I'm talking fully dog this man out while you ride him. It'll drive him mad and make him crave it. Hell, slap him around and call him names and his gasps, groans, and deep whimpers will clear the air in no time! If you add small weapons to the mix or like a role play thing it's ON
He's literally the meme "don't bully me i'll cum" so do with that what you will!
Rain
Rain sexy ass...OOF. That smug "i am a demigod" attitude is punted out the window when you ride him. One single stroke of his hair and a caress of the jaw and just like that he's a slut!
Give him praises. He wouldn't handle degradation too well. On the outside he appears to have his shit together and doesn't have a care in the world about anybody else but his studies (and you), but he likes to be taken care of
If you want to be rougher or if he asks you to, really just pull his hair/give him love bites. idk it might just be me but i just wanna bite him sooo we're gonna say he likes bites! He's also super handsy but mostly when he's close
He's not very vocal but when he is i can see him as the kinda man that like...purrs, if that makes sense? If it don't i say he's a grunter and from groan city: population him
Reiko
Reiko has a hard time being submissive, but you just make it a little easier for him. You kinda have to coax him into it before every time you get intimate because he's made it clear he can do both and wants to try submitting more to the person he loves
It was your suggestion after a long time away for a mission. Poor dude was stressed da hell out! He's like Rain, a sucker for praise. Now that i'm really picturing it he'd prob be down to smother his face into your chest cause like, that's hot to him
When he's feeling particularly spicy definitely tie him down so he can't pull free no matter how much brute strength he uses. Hold his face and never break eye contact, he's all yours! If you call him any name that has the word "strong" in it he's like puddy in your hands
Prime grunt man here. He ain't whimpering unless you deny him of something, even then it goes from a coarse tone to soft
General Shao
Siiggghhhh 🙄 Shao likes the riding position the most. That's all thanks for coming to my Ted talk
LOL JUST KIDDING😹 He would appear like he's incapable of submission but like, this is YOU we're talking about. And he'd do anything for you. Literally.
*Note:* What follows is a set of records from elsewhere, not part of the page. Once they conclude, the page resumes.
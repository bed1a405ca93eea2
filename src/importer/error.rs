// ==========================================
// 查找表文本导入 - 导入模块错误类型
// ==========================================
// 工具: thiserror 派生宏
// 分类: 配置错误（致命）/ 文件错误（致命）/ 导出错误（原样上抛）
// 说明: 行级数据错误不进入此类型，由构建器计数并跳过
// ==========================================

use thiserror::Error;

/// 导入模块错误类型
#[derive(Error, Debug)]
pub enum ImportError {
    // ===== 文件相关错误 =====
    #[error("文件不存在: {0}")]
    FileNotFound(String),

    #[error("文件掩码未匹配到任何源文件: {mask}")]
    NoSourceFiles { mask: String },

    #[error("文件掩码无效 ({mask}): {message}")]
    InvalidFileMask { mask: String, message: String },

    #[error("文件读取失败: {0}")]
    FileReadError(String),

    // ===== 映射配置错误 =====
    #[error("映射文件解析失败: {0}")]
    MappingParseError(String),

    #[error("映射缺少键定义（key 或 keys）")]
    MappingMissingKey,

    #[error("映射缺少值定义（value 或 values）")]
    MappingMissingValue,

    #[error("映射同时定义了 key 与 keys")]
    AmbiguousKeyMapping,

    #[error("映射同时定义了 value 与 values")]
    AmbiguousValueMapping,

    #[error("values 第 {index} 项缺少 name")]
    MissingValueName { index: usize },

    #[error("定长字段缺少长度 (start={start})")]
    MissingFieldLength { start: usize },

    #[error("小数位数超出范围 (start={start}): {places}")]
    InvalidDecimalPlaces { start: usize, places: u32 },

    #[error("区间值必须为小数类型，实际: {value_type}")]
    RangeValueNotDecimal { value_type: String },

    // ===== 运行配置错误 =====
    #[error("配置值格式错误 (key: {key}, value: {value}): {message}")]
    ConfigValueError {
        key: String,
        value: String,
        message: String,
    },

    #[error("配置读取失败 (key: {key}): {message}")]
    ConfigReadError { key: String, message: String },

    #[error("导入目标包含后端，但未提供后端导入器")]
    BackendUnavailable,

    // ===== 导出错误 =====
    #[error("交换文件写入失败 ({path}): {message}")]
    ExportWriteError { path: String, message: String },

    #[error("后端导入失败 (查找表 {lookup}): {source}")]
    BackendImportError {
        lookup: String,
        #[source]
        source: Box<dyn std::error::Error + Send + Sync>,
    },

    // ===== 通用错误 =====
    #[error("内部错误: {0}")]
    InternalError(String),

    #[error(transparent)]
    Other(#[from] anyhow::Error),
}

impl ImportError {
    /// 是否为映射/运行配置错误
    pub fn is_configuration_error(&self) -> bool {
        matches!(
            self,
            ImportError::MappingParseError(_)
                | ImportError::MappingMissingKey
                | ImportError::MappingMissingValue
                | ImportError::AmbiguousKeyMapping
                | ImportError::AmbiguousValueMapping
                | ImportError::MissingValueName { .. }
                | ImportError::MissingFieldLength { .. }
                | ImportError::InvalidDecimalPlaces { .. }
                | ImportError::RangeValueNotDecimal { .. }
                | ImportError::ConfigValueError { .. }
                | ImportError::BackendUnavailable
        )
    }
}

// 实现 From<std::io::Error>
impl From<std::io::Error> for ImportError {
    fn from(err: std::io::Error) -> Self {
        ImportError::FileReadError(err.to_string())
    }
}

// 实现 From<serde_json::Error>
impl From<serde_json::Error> for ImportError {
    fn from(err: serde_json::Error) -> Self {
        ImportError::MappingParseError(err.to_string())
    }
}

/// Result 类型别名
pub type ImportResult<T> = Result<T, ImportError>;
// ==========================================
// 查找表文本导入 - 交换文档 Repository（SQLite 后端）
// ==========================================
// 职责: 作为后端导入协作方，落库交换文档中的查找表
// 规则: 租户/法规按标识定位（不存在则创建）
//       查找表 Update → 先清空再写入；NoUpdate → 按条目标识合并
// 红线: Repository 不含行解析逻辑，只做数据 CRUD
// ==========================================

use crate::db::{configure_sqlite_connection, ensure_schema, open_sqlite_connection};
use crate::domain::exchange::Exchange;
use crate::domain::lookup::{LookupSet, LookupValue};
use crate::domain::types::UpdateMode;
use crate::importer::lookup_importer_trait::ExchangeImporter;
use crate::repository::error::{RepositoryError, RepositoryResult};
use async_trait::async_trait;
use chrono::{DateTime, Utc};
use rusqlite::{params, Connection, OptionalExtension, Transaction};
use rust_decimal::Decimal;
use std::error::Error;
use std::str::FromStr;
use std::sync::{Arc, Mutex, MutexGuard};
use tracing::{debug, info};
use uuid::Uuid;

/// 一次查找表导入的批次记录
#[derive(Debug, Clone, PartialEq)]
pub struct LookupImportBatch {
    pub batch_id: String,
    pub lookup_name: String,
    pub update_mode: UpdateMode,
    pub value_count: usize,
    pub imported_at: DateTime<Utc>,
}

// ==========================================
// LookupExchangeRepository
// ==========================================
pub struct LookupExchangeRepository {
    conn: Arc<Mutex<Connection>>,
}

impl LookupExchangeRepository {
    /// 创建新的 Repository 实例
    ///
    /// # 参数
    /// - db_path: 数据库文件路径
    pub fn new(db_path: &str) -> RepositoryResult<Self> {
        let conn = open_sqlite_connection(db_path)
            .map_err(|e| RepositoryError::DatabaseConnectionError(e.to_string()))?;

        Ok(Self {
            conn: Arc::new(Mutex::new(conn)),
        })
    }

    /// 从已有连接创建（与 ConfigManager 共用）
    pub fn from_connection(conn: Arc<Mutex<Connection>>) -> RepositoryResult<Self> {
        {
            let guard = conn
                .lock()
                .map_err(|e| RepositoryError::LockError(e.to_string()))?;
            configure_sqlite_connection(&guard)?;
            ensure_schema(&guard)?;
        }
        Ok(Self { conn })
    }

    /// 共享底层连接
    pub fn connection(&self) -> Arc<Mutex<Connection>> {
        Arc::clone(&self.conn)
    }

    fn lock(&self) -> RepositoryResult<MutexGuard<'_, Connection>> {
        self.conn
            .lock()
            .map_err(|e| RepositoryError::LockError(e.to_string()))
    }

    /// 导入交换文档（单事务）
    ///
    /// # 返回
    /// - Ok(usize): 写入的条目数
    pub fn import_exchange_blocking(&self, exchange: &Exchange) -> RepositoryResult<usize> {
        let mut conn = self.lock()?;
        let tx = conn
            .transaction()
            .map_err(|e| RepositoryError::DatabaseTransactionError(e.to_string()))?;

        let mut total = 0;
        for (tenant, regulation, lookup) in exchange.lookups() {
            let tenant_id = Self::ensure_tenant_tx(&tx, &tenant.identifier)?;
            let regulation_id = Self::ensure_regulation_tx(&tx, tenant_id, &regulation.name)?;
            let lookup_id = Self::ensure_lookup_tx(&tx, regulation_id, &lookup.name)?;
            total += Self::write_lookup_values_tx(&tx, lookup_id, lookup)?;
        }

        tx.commit()
            .map_err(|e| RepositoryError::DatabaseTransactionError(e.to_string()))?;
        Ok(total)
    }

    fn ensure_tenant_tx(tx: &Transaction, identifier: &str) -> RepositoryResult<i64> {
        tx.execute(
            "INSERT OR IGNORE INTO tenant (identifier, created_at) VALUES (?1, ?2)",
            params![identifier, Utc::now().to_rfc3339()],
        )?;
        let id = tx.query_row(
            "SELECT tenant_id FROM tenant WHERE identifier = ?1",
            params![identifier],
            |row| row.get(0),
        )?;
        Ok(id)
    }

    fn ensure_regulation_tx(tx: &Transaction, tenant_id: i64, name: &str) -> RepositoryResult<i64> {
        tx.execute(
            "INSERT OR IGNORE INTO regulation (tenant_id, name, created_at) VALUES (?1, ?2, ?3)",
            params![tenant_id, name, Utc::now().to_rfc3339()],
        )?;
        let id = tx.query_row(
            "SELECT regulation_id FROM regulation WHERE tenant_id = ?1 AND name = ?2",
            params![tenant_id, name],
            |row| row.get(0),
        )?;
        Ok(id)
    }

    fn ensure_lookup_tx(tx: &Transaction, regulation_id: i64, name: &str) -> RepositoryResult<i64> {
        let now = Utc::now().to_rfc3339();
        tx.execute(
            r#"
            INSERT INTO lookup (regulation_id, name, updated_at) VALUES (?1, ?2, ?3)
            ON CONFLICT(regulation_id, name) DO UPDATE SET updated_at = excluded.updated_at
            "#,
            params![regulation_id, name, now],
        )?;
        let id = tx.query_row(
            "SELECT lookup_id FROM lookup WHERE regulation_id = ?1 AND name = ?2",
            params![regulation_id, name],
            |row| row.get(0),
        )?;
        Ok(id)
    }

    fn write_lookup_values_tx(
        tx: &Transaction,
        lookup_id: i64,
        lookup: &LookupSet,
    ) -> RepositoryResult<usize> {
        // Update: 整体替换
        if lookup.update_mode == UpdateMode::Update {
            let removed = tx.execute(
                "DELETE FROM lookup_value WHERE lookup_id = ?1",
                params![lookup_id],
            )?;
            debug!(lookup = %lookup.name, removed, "清空查找表旧条目");
        }

        let mut next_seq: i64 = tx.query_row(
            "SELECT COALESCE(MAX(seq_no), 0) FROM lookup_value WHERE lookup_id = ?1",
            params![lookup_id],
            |row| row.get(0),
        )?;

        let mut stmt = tx.prepare(
            r#"
            INSERT INTO lookup_value (
                lookup_id, value_identity, seq_no, key, key_values,
                range_value, value, value_object
            ) VALUES (?1, ?2, ?3, ?4, ?5, ?6, ?7, ?8)
            ON CONFLICT(lookup_id, value_identity) DO UPDATE SET
                key = excluded.key,
                key_values = excluded.key_values,
                range_value = excluded.range_value,
                value = excluded.value,
                value_object = excluded.value_object
            "#,
        )?;

        let mut count = 0;
        for value in &lookup.values {
            next_seq += 1;
            let key_values = value
                .key_values
                .as_ref()
                .map(serde_json::to_string)
                .transpose()?;
            let value_object = value
                .value_object
                .as_ref()
                .map(serde_json::to_string)
                .transpose()?;

            stmt.execute(params![
                lookup_id,
                value.identity(),
                next_seq,
                value.key,
                key_values,
                value.range_value.map(|r| r.to_string()),
                value.value,
                value_object,
            ])?;
            count += 1;
        }

        tx.execute(
            r#"
            INSERT INTO lookup_import_batch (
                batch_id, lookup_id, update_mode, value_count, imported_at
            ) VALUES (?1, ?2, ?3, ?4, ?5)
            "#,
            params![
                Uuid::new_v4().to_string(),
                lookup_id,
                lookup.update_mode.to_string(),
                count as i64,
                Utc::now().to_rfc3339(),
            ],
        )?;

        Ok(count)
    }

    fn find_lookup_id(
        conn: &Connection,
        tenant: &str,
        regulation: &str,
        lookup: &str,
    ) -> RepositoryResult<Option<i64>> {
        let id = conn
            .query_row(
                r#"
                SELECT l.lookup_id
                FROM lookup l
                JOIN regulation r ON r.regulation_id = l.regulation_id
                JOIN tenant t ON t.tenant_id = r.tenant_id
                WHERE t.identifier = ?1 AND r.name = ?2 AND l.name = ?3
                "#,
                params![tenant, regulation, lookup],
                |row| row.get(0),
            )
            .optional()?;
        Ok(id)
    }

    /// 查询查找表条目（按写入顺序）
    pub fn list_lookup_values(
        &self,
        tenant: &str,
        regulation: &str,
        lookup: &str,
    ) -> RepositoryResult<Vec<LookupValue>> {
        let conn = self.lock()?;
        let Some(lookup_id) = Self::find_lookup_id(&conn, tenant, regulation, lookup)? else {
            return Ok(Vec::new());
        };

        let mut stmt = conn.prepare(
            r#"
            SELECT key, key_values, range_value, value, value_object
            FROM lookup_value
            WHERE lookup_id = ?1
            ORDER BY seq_no
            "#,
        )?;

        let rows = stmt.query_map(params![lookup_id], |row| {
            Ok((
                row.get::<_, Option<String>>(0)?,
                row.get::<_, Option<String>>(1)?,
                row.get::<_, Option<String>>(2)?,
                row.get::<_, Option<String>>(3)?,
                row.get::<_, Option<String>>(4)?,
            ))
        })?;

        let mut values = Vec::new();
        for row in rows {
            let (key, key_values, range_value, value, value_object) = row?;
            let range_value = range_value
                .map(|r| {
                    Decimal::from_str(&r).map_err(|e| RepositoryError::FieldValueError {
                        field: "range_value".to_string(),
                        message: e.to_string(),
                    })
                })
                .transpose()?;

            values.push(LookupValue {
                key,
                key_values: key_values
                    .map(|k| serde_json::from_str(&k))
                    .transpose()?,
                range_value,
                value,
                value_object: value_object
                    .map(|v| serde_json::from_str(&v))
                    .transpose()?,
            });
        }
        Ok(values)
    }

    /// 查找表条目数
    pub fn count_lookup_values(
        &self,
        tenant: &str,
        regulation: &str,
        lookup: &str,
    ) -> RepositoryResult<usize> {
        let conn = self.lock()?;
        let Some(lookup_id) = Self::find_lookup_id(&conn, tenant, regulation, lookup)? else {
            return Ok(0);
        };
        let count: i64 = conn.query_row(
            "SELECT COUNT(*) FROM lookup_value WHERE lookup_id = ?1",
            params![lookup_id],
            |row| row.get(0),
        )?;
        Ok(count as usize)
    }

    /// 查找表的导入批次（按导入顺序）
    pub fn list_import_batches(
        &self,
        tenant: &str,
        regulation: &str,
        lookup: &str,
    ) -> RepositoryResult<Vec<LookupImportBatch>> {
        let conn = self.lock()?;
        let Some(lookup_id) = Self::find_lookup_id(&conn, tenant, regulation, lookup)? else {
            return Ok(Vec::new());
        };

        let mut stmt = conn.prepare(
            r#"
            SELECT batch_id, update_mode, value_count, imported_at
            FROM lookup_import_batch
            WHERE lookup_id = ?1
            ORDER BY rowid
            "#,
        )?;
        let rows = stmt.query_map(params![lookup_id], |row| {
            Ok((
                row.get::<_, String>(0)?,
                row.get::<_, String>(1)?,
                row.get::<_, i64>(2)?,
                row.get::<_, String>(3)?,
            ))
        })?;

        let mut batches = Vec::new();
        for row in rows {
            let (batch_id, update_mode, value_count, imported_at) = row?;
            let update_mode = update_mode
                .parse::<UpdateMode>()
                .map_err(|message| RepositoryError::FieldValueError {
                    field: "update_mode".to_string(),
                    message,
                })?;
            let imported_at = DateTime::parse_from_rfc3339(&imported_at)
                .map_err(|e| RepositoryError::FieldValueError {
                    field: "imported_at".to_string(),
                    message: e.to_string(),
                })?
                .with_timezone(&Utc);

            batches.push(LookupImportBatch {
                batch_id,
                lookup_name: lookup.to_string(),
                update_mode,
                value_count: value_count as usize,
                imported_at,
            });
        }
        Ok(batches)
    }
}

#[async_trait]
impl ExchangeImporter for LookupExchangeRepository {
    async fn import_exchange(
        &self,
        exchange: &Exchange,
    ) -> Result<usize, Box<dyn Error + Send + Sync>> {
        let count = self.import_exchange_blocking(exchange)?;
        info!(values = count, "交换文档已落库");
        Ok(count)
    }
}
A little birdy told me he loves when you grab his horns. Grab his horns. Grab them and make him look at you. This unbreakable wall of man yearns to be conquered by someone like you. Someone who dared to challenge him and never back down? By the Gods he has a breeding knk whether you can have kids or not. oh yeah, he'd beg. plead. he's gasping for air like pls just don't stop riding him LMAO he needs his mind off taking the throne for a few hours
whimpering little bitch which eventually turn into growls and grunts. takes a bow
Reptile
Syzoth is so subby I literally cannot picture him dominating a soul. Ashrah got that man on hold fr but anyway this about you
Typa dude to tear up when you ride him. You just look so damn good, and you make him feel so damn good. Dizzy eyes that he can barely keep open; I feel like he'd go brain numb from how fast he feels pleasure
I'm talking like because he's not originally human he's more sensitive. Now hear me out guys...two dicks....AHEM. DONT SHOOT THE MESSENGER!! Both his dicks are very sensitive OHHHHHHHHH Reduce him to a sobbing, stuttering, gasping, mess. He needs it, wants it, loves it. It's up to you if you'd ride him in his og form ya nasty. He'd also have a tendency to leave bite marks on you like your chest, neck, and shoulders
Mister whimper over here there's nothing else he does but whimper and cry jesus almighty somebody give this man a HUG (hug him while you fuck him dumb/busts)
Havik
Banging my head against the wall rn lemme tap in...ok we here let's go.
Another kombatant who peruses power, but also very much attracted to it. He definitely likes to be dominated. He'd be into some real kinky shit too i know it. Literally all the above he don't wanna think about SHIT
He would thoroughly enjoy being completely helpless at your disposal as you ride him. He likes degradation more than praises but if you do give him the kind of praise that inflates his already massive ego. shoot down his arrogance while also maintaining it he fucking lives for it. he likes being choked or slapped too keep that in mind
This bitch growls and that's it. bro ain't got the lips to really make different sounds LMAO?? get yo fuckin dog bitch!!!
Baraka
You might be insane but we love that haha...! Monster fucker certificate checked at the door i understand i do
Absolutely no degradation here DO NOT!! Mf might start crying or give a monologue either way, steer clear. Be nice to him!!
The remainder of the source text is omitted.